(Collection entries)

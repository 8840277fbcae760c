//! Corpus types
//!
//! A [`Corpus`] is a set of categories, each holding vocabulary words with
//! their English meanings and example sentences.

use serde::{Deserialize, Serialize};
use std::collections::HashSet;

/// A vocabulary word with its translation and example usage
#[derive(Debug, Clone, PartialEq, Eq, Serialize, Deserialize)]
pub struct Word {
    /// The word in the target language
    pub word: String,
    /// English meaning
    pub meaning: String,
    /// Example sentence in English
    pub example: String,
    /// Example sentence in the target language
    #[serde(rename = "example_id")]
    pub example_target: String,
}

/// A themed group of vocabulary words
#[derive(Debug, Clone, PartialEq, Eq, Serialize, Deserialize)]
pub struct Category {
    /// Stable category identifier
    pub id: String,
    /// Display name
    pub name: String,
    /// Short description of the category's contents
    pub description: String,
    /// The words in this category
    pub words: Vec<Word>,
}

/// A complete vocabulary corpus
#[derive(Debug, Clone, PartialEq, Eq, Serialize, Deserialize)]
pub struct Corpus {
    categories: Vec<Category>,
}

impl Corpus {
    /// Create a corpus from a set of categories
    pub fn new(categories: Vec<Category>) -> Self {
        Self { categories }
    }

    /// The categories in this corpus
    pub fn categories(&self) -> &[Category] {
        &self.categories
    }

    /// Look up a category by its identifier
    pub fn category(&self, id: &str) -> Option<&Category> {
        self.categories.iter().find(|c| c.id == id)
    }

    /// Total number of words across all categories
    pub fn total_words(&self) -> usize {
        self.categories.iter().map(|c| c.words.len()).sum()
    }

    /// All words paired with the id of the category they belong to
    pub fn flatten(&self) -> Vec<(&Word, &str)> {
        self.categories
            .iter()
            .flat_map(|c| c.words.iter().map(move |w| (w, c.id.as_str())))
            .collect()
    }

    /// The set of distinct English meanings in the corpus
    ///
    /// Different words may share a meaning; the quiz generator draws
    /// distractors from this deduplicated set so a shared meaning can
    /// never appear twice among the options.
    pub fn distinct_meanings(&self) -> HashSet<&str> {
        self.categories
            .iter()
            .flat_map(|c| c.words.iter().map(|w| w.meaning.as_str()))
            .collect()
    }
}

_PROBLEM STATEMENT_.
Return the entries in full. Do not alter them.

_YOUR RESPONSE_.
repository 8840277fbcae760c
//! Corpus types
//!
//! A [`Corpus`] is a set of categories, each holding vocabulary words with
//! their English meanings and example sentences.

use serde::{Deserialize, Serialize};
use std::collections::HashSet;

/// A vocabulary word with its translation and example usage
#[derive(Debug, Clone, PartialEq, Eq, Serialize, Deserialize)]
pub struct Word {
    /// The word in the target language
    pub word: String,
    /// English meaning
    pub meaning: String,
    /// Example sentence in English
    pub example: String,
    /// Example sentence in the target language
    #[serde(rename = "example_id")]
    pub example_target: String,
}

/// A themed group of vocabulary words
#[derive(Debug, Clone, PartialEq, Eq, Serialize, Deserialize)]
pub struct Category {
    /// Stable category identifier
    pub id: String,
    /// Display name
    pub name: String,
    /// Short description of the category's contents
    pub description: String,
    /// The words in this category
    pub words: Vec<Word>,
}

/// A complete vocabulary corpus
#[derive(Debug, Clone, PartialEq, Eq, Serialize, Deserialize)]
pub struct Corpus {
    categories: Vec<Category>,
}

impl Corpus {
    /// Create a corpus from a set of categories
    pub fn new(categories: Vec<Category>) -> Self {
        Self { categories }
    }

    /// The categories in this corpus
    pub fn categories(&self) -> &[Category] {
        &self.categories
    }

    /// Look up a category by its identifier
    pub fn category(&self, id: &str) -> Option<&Category> {
        self.categories.iter().find(|c| c.id == id)
    }

    /// Total number of words across all categories
    pub fn total_words(&self) -> usize {
        self.categories.iter().map(|c| c.words.len()).sum()
    }

    /// All words paired with the id of the category they belong to
    pub fn flatten(&self) -> Vec<(&Word, &str)> {
        self.categories
            .iter()
            .flat_map(|c| c.words.iter().map(move |w| (w, c.id.as_str())))
            .collect()
    }

    /// The set of distinct English meanings in the corpus
    ///
    /// Different words may share a meaning; the quiz generator draws
    /// distractors from this deduplicated set so a shared meaning can
    /// never appear twice among the options.
    pub fn distinct_meanings(&self) -> HashSet<&str> {
        self.categories
            .iter()
            .flat_map(|c| c.words.iter().map(|w| w.meaning.as_str()))
            .collect()
    }
}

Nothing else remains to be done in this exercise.